Cabernet jura, Souvignier gris ou Muscat bleu, ces cépages sont encore méconnus, mais plus pour longtemps, estiment certains experts. Ces hybrides, plus résistants aux maladies que les variétés traditionnelles, sont considérés par plusieurs comme les cépages du 21e siècle.

Les premiers hybrides ont été créés au 19e siècle dans le but de freiner les ravages d'un puceron, le phylloxéra. Ces croisements entre différentes variétés de vignes étaient accompagnés de défauts de taille: les vins contenaient souvent de mauvais tannins et certains avaient mauvais goût. 

Plus maintenant, affirme l'ingénieur agronome Olivier Yobrégat à l'Institut français de la vigne et du vin (IFV). Les chercheurs ont mis au point de nouveaux hybrides résistants aux principales maladies de la vigne, comme le mildiou et l'oïdium, et qui produisent de meilleurs vins. 

«Certains vins à base d'hybrides, en particulier les rosés, sont comparables à ceux élaborés avec des Vitis vinifera (variétés européennes)», soutient le spécialiste. 

Vincent Pugibet du domaine de la Colombette à Béziers, dans le Languedoc, croit aussi au potentiel de ces nouvelles variétés. Le vigneron possède 20 hectares d'hybrides avec lesquels il vinifie deux vins, un blanc et un rouge, sous le nom d'«Au creux du nid». 

«Ces cépages apportent une vraie solution à toutes les questions environnementales, comme l'utilisation de pesticides, insiste M. Pugibet. En plus, ces cépages produisent des vins de qualité et qui ont une personnalité unique.» 

Olivier Yobrégat affirme que ces nouveaux cépages sont recherchés auprès des pépiniéristes. Le problème: peu de plants sont en vente. La production de vins avec ces variétés reste encore très marginale. 

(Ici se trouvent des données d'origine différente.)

/*!
 * Concurrent batch dispatch and collection.
 *
 * Each batch is serialized and dispatched as one concurrent unit of work
 * against the translator; results arrive in completion order and are
 * reassembled by origin index, so output order depends only on dispatch
 * order. All units are awaited before the operation returns, whether the
 * request succeeds or fails; on failure only the first error (lowest origin
 * index) is surfaced and no partial output escapes.
 *
 * Fan-out is bounded by `max_concurrent_requests` rather than spawning one
 * unbounded task per batch, so a large transcription cannot burst an
 * arbitrary number of simultaneous outbound calls.
 */

use std::sync::atomic::{AtomicUsize, Ordering};

use futures::stream::{self, StreamExt};
use log::{error, info};

use crate::errors::TranslationError;
use crate::translation::core::Translator;

/// Outcome of one dispatched batch, tagged with its origin index
#[derive(Debug)]
pub struct DispatchResult {
    /// Position of the batch in dispatch order; used only for reassembly
    pub index: usize,

    /// The translated batch, or the failure that ended it
    pub outcome: Result<Vec<String>, TranslationError>,
}

/// Translate all batches concurrently and reassemble them in dispatch order.
///
/// `progress` is invoked with `(completed, total)` as units finish, in
/// completion order; it has no effect on control flow.
pub async fn process_batches<T, P>(
    translator: &T,
    batches: &[Vec<String>],
    source_language: &str,
    target_language: &str,
    max_concurrent_requests: usize,
    progress: P,
) -> Result<Vec<String>, TranslationError>
where
    T: Translator + ?Sized,
    P: Fn(usize, usize) + Send + Sync,
{
    let total = batches.len();
    if total == 0 {
        return Ok(Vec::new());
    }

    let completed = AtomicUsize::new(0);
    let concurrency = max_concurrent_requests.max(1);

    let mut results: Vec<DispatchResult> = stream::iter(0..total)
        .map(|index| {
            run_unit(
                translator,
                index,
                &batches[index],
                source_language,
                target_language,
                &completed,
                total,
                &progress,
            )
        })
        .buffer_unordered(concurrency)
        .collect()
        .await;

    // Every unit has reported by this point; nothing is left in flight.
    results.sort_by_key(|r| r.index);

    let mut translated = Vec::new();
    for result in results {
        match result.outcome {
            Ok(batch) => translated.extend(batch),
            Err(e) => {
                error!("Translation failed for batch {}: {}", result.index + 1, e);
                return Err(e);
            }
        }
    }

    info!("Translated {} batches ({} sentences)", total, translated.len());
    Ok(translated)
}

/// Dispatch one batch and report its completion via `progress`.
///
/// Extracted into a named `async fn` so its future type properly abstracts
/// over the borrowed batch's lifetime; an inline `async move` block in the
/// stream closure fails the higher-ranked trait bound that `buffer_unordered`
/// requires.
#[allow(clippy::too_many_arguments)]
async fn run_unit<T, P>(
    translator: &T,
    index: usize,
    batch: &[String],
    source_language: &str,
    target_language: &str,
    completed: &AtomicUsize,
    total: usize,
    progress: &P,
) -> DispatchResult
where
    T: Translator + ?Sized,
    P: Fn(usize, usize) + Send + Sync,
{
    let result = dispatch_batch(translator, index, batch, source_language, target_language).await;
    let done = completed.fetch_add(1, Ordering::SeqCst) + 1;
    progress(done, total);
    result
}

/// Run one batch end to end: serialize, translate, validate, deserialize
async fn dispatch_batch<T>(
    translator: &T,
    index: usize,
    batch: &[String],
    source_language: &str,
    target_language: &str,
) -> DispatchResult
where
    T: Translator + ?Sized,
{
    let outcome = translate_one_batch(translator, batch, source_language, target_language).await;
    DispatchResult { index, outcome }
}

async fn translate_one_batch<T>(
    translator: &T,
    batch: &[String],
    source_language: &str,
    target_language: &str,
) -> Result<Vec<String>, TranslationError>
where
    T: Translator + ?Sized,
{
    let serialized = serde_json::to_string(batch)
        .map_err(|e| TranslationError::Serialization(e.to_string()))?;

    let translated_text = translator
        .translate_batch(&serialized, source_language, target_language)
        .await?;

    // Validate syntax first so a non-JSON reply is reported as such rather
    // than as a shape error.
    let value: serde_json::Value = serde_json::from_str(&translated_text)
        .map_err(|_| TranslationError::InvalidPayload(truncate_for_error(&translated_text)))?;

    let translated: Vec<String> = serde_json::from_value(value).map_err(|e| {
        TranslationError::InvalidPayload(format!("expected a JSON array of strings: {}", e))
    })?;

    if translated.len() != batch.len() {
        return Err(TranslationError::BatchShapeMismatch {
            expected: batch.len(),
            actual: translated.len(),
        });
    }

    Ok(translated)
}

fn truncate_for_error(text: &str) -> String {
    const LIMIT: usize = 200;
    if text.chars().count() > LIMIT {
        text.chars().take(LIMIT).collect::<String>() + "..."
    } else {
        text.to_string()
    }
}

Le pépiniériste suisse Philippe Borioli cultive depuis une vingtaine d'années ces nouveaux cépages. Il constate l'engouement pour ces variétés. Depuis cinq ans, ses ventes d'hybrides ont cru de 10 à 30%. Les plus populaires sont le Cabernet blanc, le Cabernet jura et le Souvignier gris. Plusieurs variétés n'ont cependant pas encore de noms, dit-il. 

Les défis 

La disponibilité des plants n'est pas le seul obstacle à la culture de ces nouveaux hybrides. Ils sont plus chers à l'achat que les variétés traditionnelles. De plus, les viticulteurs ne reçoivent pas de subventions de l'Union européenne pour les planter, car ces cépages n'ont pas été inscrits dans les catalogues officiels des états. Pour cela, il faut des années de test et de vérification, explique M. Yobrégat. Ces aides financières sont considérables. Elles s'estiment à 10 000 euros (14 000$) par vignoble. 

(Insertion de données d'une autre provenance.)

use std::time::Duration;

use async_trait::async_trait;
use log::warn;
use reqwest::{header, Client};
use serde::{Deserialize, Serialize};

use crate::errors::ProviderError;
use crate::providers::Provider;
use crate::translation::retry::{retry_with_backoff, BackoffPolicy};

/// OpenAI-compatible client for chat-completion requests
#[derive(Debug)]
pub struct OpenAI {
    /// HTTP client for API requests; the connection pool is shared across
    /// concurrent calls
    client: Client,
    /// API key for bearer authentication
    api_key: String,
    /// API base URL (e.g. "https://api.openai.com/v1")
    endpoint: String,
    /// Backoff policy applied to each request
    backoff: BackoffPolicy,
}

/// Chat message format
#[derive(Debug, Clone, Serialize, Deserialize)]
pub struct ChatMessage {
    /// Role of the message sender (system, user, assistant)
    pub role: String,

    /// Content of the message
    pub content: String,
}

/// Chat-completion request
#[derive(Debug, Clone, Serialize)]
pub struct OpenAIRequest {
    /// The model to use
    model: String,

    /// The messages for the conversation
    messages: Vec<ChatMessage>,

    /// Maximum number of tokens to generate
    max_tokens: u32,

    /// Temperature for generation
    temperature: f32,
}

/// Chat-completion response envelope
#[derive(Debug, Deserialize)]
pub struct OpenAIResponse {
    /// Completions returned by the model
    pub choices: Vec<Choice>,

    /// Token usage information, when the API reports it
    #[serde(default)]
    pub usage: Option<TokenUsage>,
}

/// One completion choice
#[derive(Debug, Deserialize)]
pub struct Choice {
    /// The completion message
    pub message: ResponseMessage,
}

/// Message body of a completion choice
#[derive(Debug, Deserialize)]
pub struct ResponseMessage {
    /// The generated text content
    pub content: String,
}

/// Token usage information
#[derive(Debug, Deserialize)]
pub struct TokenUsage {
    /// Number of input tokens
    #[serde(default)]
    pub prompt_tokens: u32,
    /// Number of output tokens
    #[serde(default)]
    pub completion_tokens: u32,
}

impl OpenAIRequest {
    /// Create a new chat-completion request
    pub fn new(model: impl Into<String>, max_tokens: u32) -> Self {
        Self {
            model: model.into(),
            messages: Vec::new(),
            max_tokens,
            temperature: 0.3,
        }
    }

    /// Add a message to the request
    pub fn add_message(mut self, role: impl Into<String>, content: impl Into<String>) -> Self {
        self.messages.push(ChatMessage {
            role: role.into(),
            content: content.into(),
        });
        self
    }

    /// Set the temperature
    pub fn temperature(mut self, temperature: f32) -> Self {
        self.temperature = temperature;
        self
    }
}

impl OpenAI {
    /// Create a new client with default timeout and backoff
    pub fn new(api_key: impl Into<String>, endpoint: impl Into<String>) -> Self {
        Self::with_config(api_key, endpoint, Duration::from_secs(10), BackoffPolicy::default())
    }

    /// Create a new client with explicit timeout and backoff policy
    pub fn with_config(
        api_key: impl Into<String>,
        endpoint: impl Into<String>,
        timeout: Duration,
        backoff: BackoffPolicy,
    ) -> Self {
        Self {
            client: Client::builder()
                .timeout(timeout)
                .build()
                .unwrap_or_default(),
            api_key: api_key.into(),
            endpoint: endpoint.into(),
            backoff,
        }
    }

    fn completions_url(&self) -> String {
        format!("{}/chat/completions", self.endpoint.trim_end_matches('/'))
    }

    /// Complete a chat request.
    ///
    /// The single HTTP attempt (send plus status check) runs under the
    /// backoff policy: transport errors and non-success statuses are
    /// retried, everything after a successful status is not.
    pub async fn complete(&self, request: OpenAIRequest) -> Result<OpenAIResponse, ProviderError> {
        let url = self.completions_url();

        let response = retry_with_backoff(
            &self.backoff,
            || {
                let client = self.client.clone();
                let url = url.clone();
                let api_key = self.api_key.clone();
                let request = request.clone();

                async move {
                    let response = client
                        .post(&url)
                        .header(header::CONTENT_TYPE, "application/json")
                        .header(header::AUTHORIZATION, format!("Bearer {}", api_key))
                        .json(&request)
                        .send()
                        .await
                        .map_err(|e| {
                            ProviderError::ConnectionError(format!(
                                "Failed to send completion request: {}",
                                e
                            ))
                        })?;

                    let status = response.status();
                    if !status.is_success() {
                        let message = response
                            .text()
                            .await
                            .unwrap_or_else(|_| "Failed to get error response text".to_string());
                        return Err(ProviderError::ApiError {
                            status_code: status.as_u16(),
                            message,
                        });
                    }

                    Ok(response)
                }
            },
            |err, delay| warn!("Retrying completion request in {:?} after error: {}", delay, err),
        )
        .await?;

        let parsed = response
            .json::<OpenAIResponse>()
            .await
            .map_err(|e| ProviderError::ParseError(format!("Failed to decode completion response: {}", e)))?;

        if parsed.choices.is_empty() {
            return Err(ProviderError::EmptyResponse("no choices available".to_string()));
        }

        Ok(parsed)
    }

    /// Extract the first completion's text content
    pub fn extract_text_from_response(response: &OpenAIResponse) -> String {
        response
            .choices
            .first()
            .map(|c| c.message.content.clone())
            .unwrap_or_default()
    }

    /// Test the connection with a minimal request
    pub async fn test_connection(&self, model: &str) -> Result<(), ProviderError> {
        let request = OpenAIRequest::new(model, 10).add_message("user", "Hello");
        self.complete(request).await?;
        Ok(())
    }
}

#[async_trait]
impl Provider for OpenAI {
    type Request = OpenAIRequest;
    type Response = OpenAIResponse;

    async fn complete(&self, request: Self::Request) -> Result<Self::Response, ProviderError> {
        OpenAI::complete(self, request).await
    }

    async fn test_connection(&self) -> Result<(), ProviderError> {
        // Model-independent probe is not available on the completions API;
        // use a tiny default-model request.
        OpenAI::test_connection(self, "gpt-4o-mini").await
    }

    fn extract_text(response: &Self::Response) -> String {
        Self::extract_text_from_response(response)
    }
}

M. Borioli croit malgré tout que ces nouveaux cépages constituent l'avenir du vignoble européen. Étant donné que de nouveaux hybrides, encore plus résistants aux maladies, sont sur le point de faire leur apparition sur le marché. 

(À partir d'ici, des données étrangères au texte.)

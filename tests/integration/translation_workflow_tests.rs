/*!
 * End-to-end pipeline tests: records in, translated records out
 */

use scribetrans::errors::TranslationError;
use scribetrans::transcription::TranscriptionCollection;
use scribetrans::translation::translate_transcriptions;

use crate::common::mock_translators::MockTranslator;
use crate::common::{init_test_logging, sample_records};

#[tokio::test]
async fn test_translate_transcriptions_shouldMapSentencesPositionally() {
    init_test_logging();
    let records = sample_records(&["A", "B", "C"]);
    let collection = TranscriptionCollection::new(records.clone());

    let translator = MockTranslator::working();
    let translated = translate_transcriptions(&translator, collection, "ar", "en", 4, |_, _| {})
        .await
        .unwrap();

    assert_eq!(translated.len(), 3);
    assert_eq!(translated.records[0].sentence, "[en] A");
    assert_eq!(translated.records[1].sentence, "[en] B");
    assert_eq!(translated.records[2].sentence, "[en] C");

    // Speaker and time survive untouched
    for (original, translated) in records.iter().zip(&translated.records) {
        assert_eq!(original.speaker, translated.speaker);
        assert_eq!(original.time, translated.time);
    }
}

#[tokio::test]
async fn test_translate_transcriptions_withEmptyInput_shouldReturnEmpty() {
    let collection = TranscriptionCollection::default();
    let translator = MockTranslator::working();

    let translated = translate_transcriptions(&translator, collection, "ar", "en", 4, |_, _| {})
        .await
        .unwrap();

    assert!(translated.is_empty());
    // No batches means no upstream calls at all
    assert_eq!(translator.call_count(), 0);
}

#[tokio::test]
async fn test_translate_transcriptions_withTwoLargeSentences_shouldSplitAndPreserveOrder() {
    // 4000 + 4000 chars against a 6300-char budget: one batch per sentence
    let first = "a".repeat(4000);
    let second = "b".repeat(4000);
    let collection = TranscriptionCollection::new(sample_records(&[&first, &second]));

    let translator = MockTranslator::working();
    let translated = translate_transcriptions(&translator, collection, "ar", "en", 4, |_, _| {})
        .await
        .unwrap();

    assert_eq!(translator.call_count(), 2);
    assert_eq!(translated.records[0].sentence, format!("[en] {}", first));
    assert_eq!(translated.records[1].sentence, format!("[en] {}", second));
}

#[tokio::test]
async fn test_translate_transcriptions_withManyRecords_shouldKeepOrderAcrossBatches() {
    let sentences: Vec<String> = (0..40).map(|i| format!("sentence {:02}", i)).collect();
    let refs: Vec<&str> = sentences.iter().map(|s| s.as_str()).collect();
    let collection = TranscriptionCollection::new(sample_records(&refs));

    // Tiny budget forces many batches; order must still hold end to end
    let translator = MockTranslator::with_max_chars(30);
    let translated = translate_transcriptions(&translator, collection, "ar", "en", 8, |_, _| {})
        .await
        .unwrap();

    assert!(translator.call_count() > 1);
    for (i, record) in translated.records.iter().enumerate() {
        assert_eq!(record.sentence, format!("[en] sentence {:02}", i));
    }
}

#[tokio::test]
async fn test_translate_transcriptions_withFailingBatch_shouldReturnErrorAndNoOutput() {
    let collection = TranscriptionCollection::new(sample_records(&[
        "fine",
        "!!fail:remote unavailable",
        "also fine",
    ]));

    let translator = MockTranslator::working();
    let result = translate_transcriptions(&translator, collection, "ar", "en", 4, |_, _| {}).await;

    assert!(matches!(result, Err(TranslationError::Provider(_))));
}
//! Input source trait for the rotary encoder

/// Source of wrapping encoder positions
///
/// Decoding and debouncing happen behind this trait. The game only sees a
/// position in `[0, step)` that is stable between polls.
pub trait InputSource {
    /// Current encoder position
    fn read(&mut self) -> u16;
}

impl<T: InputSource + ?Sized> InputSource for &mut T {
    fn read(&mut self) -> u16 {
        (**self).read()
    }
}
//! Game loop orchestration
//!
//! [`GameLoop::poll`] performs one unit of work for the current phase and
//! tells the caller how long to sleep before polling again. The caller owns
//! the timer, so this module never blocks.

use rand::RngCore;

use crate::config::{ConfigError, GameConfig};
use crate::game::{GameState, TickOutcome};
use crate::input::RotaryTracker;
use crate::render::Renderer;
use crate::state::{Event, Phase};
use crate::traits::{DisplayAdapter, DisplayError, InputSource};

/// What the caller should do after a poll
///
/// A failed flush does not undo the phase change, so the sleep and event are
/// still valid and the buffer is resent by a later flush.
#[derive(Debug, Clone, Copy, PartialEq, Eq)]
#[cfg_attr(feature = "defmt", derive(defmt::Format))]
pub struct Step {
    /// Delay before the next poll (ms)
    pub sleep_ms: u32,
    /// Event produced by this poll, if any
    pub event: Option<Event>,
    /// Outcome of pushing the buffer to the display
    pub flush: Result<(), DisplayError>,
}

/// Owns all game state and drives the display from encoder input
pub struct GameLoop<R> {
    config: GameConfig,
    renderer: Renderer,
    state: GameState,
    phase: Phase,
    rotary: RotaryTracker,
    /// Encoder reading taken when the end screen went up
    restart_anchor: u16,
    rng: R,
}

impl<R: RngCore> GameLoop<R> {
    /// Create a loop in the `Init` phase
    pub fn new(config: GameConfig, mut rng: R) -> Result<Self, ConfigError> {
        let renderer = Renderer::new(&config)?;
        let state = GameState::new(&config, &mut rng)?;

        Ok(Self {
            config,
            renderer,
            state,
            phase: Phase::Init,
            rotary: RotaryTracker::new(config.encoder_step, 0),
            restart_anchor: 0,
            rng,
        })
    }

    pub fn phase(&self) -> Phase {
        self.phase
    }

    pub fn state(&self) -> &GameState {
        &self.state
    }

    /// Run one step of the current phase
    pub fn poll<D, I>(&mut self, display: &mut D, input: &mut I) -> Step
    where
        D: DisplayAdapter,
        I: InputSource,
    {
        match self.phase {
            Phase::Init => self.init(display, input),
            Phase::Playing => self.tick(display, input),
            Phase::GameOver => self.game_over(display, input),
            Phase::AwaitingRestart => self.await_restart(display, input),
        }
    }

    fn apply(&mut self, event: Event) -> Option<Event> {
        self.phase = self.phase.transition(event);
        Some(event)
    }

    /// Reset the board and draw it from scratch
    fn init<D: DisplayAdapter, I: InputSource>(&mut self, display: &mut D, input: &mut I) -> Step {
        self.state.reset(&mut self.rng);
        self.rotary.sync(input.read());

        display.fill(false);
        self.renderer.draw_frame(display);
        self.renderer.draw_board(display, &self.state);
        self.renderer.render_scoreboard(display, self.state.score());

        let event = self.apply(Event::Initialized);

        Step {
            sleep_ms: self.config.tick_ms,
            event,
            flush: display.flush(),
        }
    }

    /// Read input, move, resolve and draw the changed cells
    fn tick<D: DisplayAdapter, I: InputSource>(&mut self, display: &mut D, input: &mut I) -> Step {
        let turn = self.rotary.update(input.read());
        self.state.turn(turn);

        let event = match self.state.advance(&mut self.rng) {
            TickOutcome::Moved { head, tail } => {
                self.renderer.draw_cell(display, tail, false);
                self.renderer.draw_cell(display, head, true);
                None
            }
            TickOutcome::Ate { head, food } => {
                self.renderer.draw_cell(display, head, true);
                self.renderer.draw_cell(display, food, true);
                Some(Event::FoodEaten)
            }
            TickOutcome::Collided { .. } => Some(Event::SelfCollision),
            TickOutcome::BoardFull { head } => {
                self.renderer.draw_cell(display, head, true);
                Some(Event::BoardFull)
            }
        };

        if let Some(event) = event {
            self.phase = self.phase.transition(event);
        }

        if !self.phase.is_playing() {
            // End screen is drawn on the next poll
            return Step {
                sleep_ms: 0,
                event,
                flush: Ok(()),
            };
        }

        self.renderer.render_scoreboard(display, self.state.score());

        Step {
            sleep_ms: self.config.tick_ms,
            event,
            flush: display.flush(),
        }
    }

    /// Show the end screen and remember where the encoder was at the loss
    fn game_over<D: DisplayAdapter, I: InputSource>(
        &mut self,
        display: &mut D,
        input: &mut I,
    ) -> Step {
        self.restart_anchor = input.read();
        self.renderer.render_game_over(display, self.state.score());

        let event = self.apply(Event::GameOverShown);

        Step {
            sleep_ms: self.config.restart_debounce_ms,
            event,
            flush: display.flush(),
        }
    }

    /// Wait for the encoder to differ from the reading taken at the loss
    fn await_restart<D: DisplayAdapter, I: InputSource>(
        &mut self,
        display: &mut D,
        input: &mut I,
    ) -> Step {
        if input.read() == self.restart_anchor {
            return Step {
                sleep_ms: self.config.restart_poll_ms,
                event: None,
                flush: Ok(()),
            };
        }

        display.fill(false);
        let event = self.apply(Event::RestartRequested);

        Step {
            sleep_ms: 0,
            event,
            flush: display.flush(),
        }
    }
}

Au Québec, ces hybrides ne sont pas encore en vente. Le pépiniériste Alain Breault, en Montérégie, estime toutefois que les vignerons québécois possèdent déjà d'excellents cépages qui sont beaucoup résistants aux maladies que les variétés traditionnelles. 

«On est en avance sur les Européens, croit M. Breault. On cultive déjà des cépages résistants à notre climat et à nos maladies.»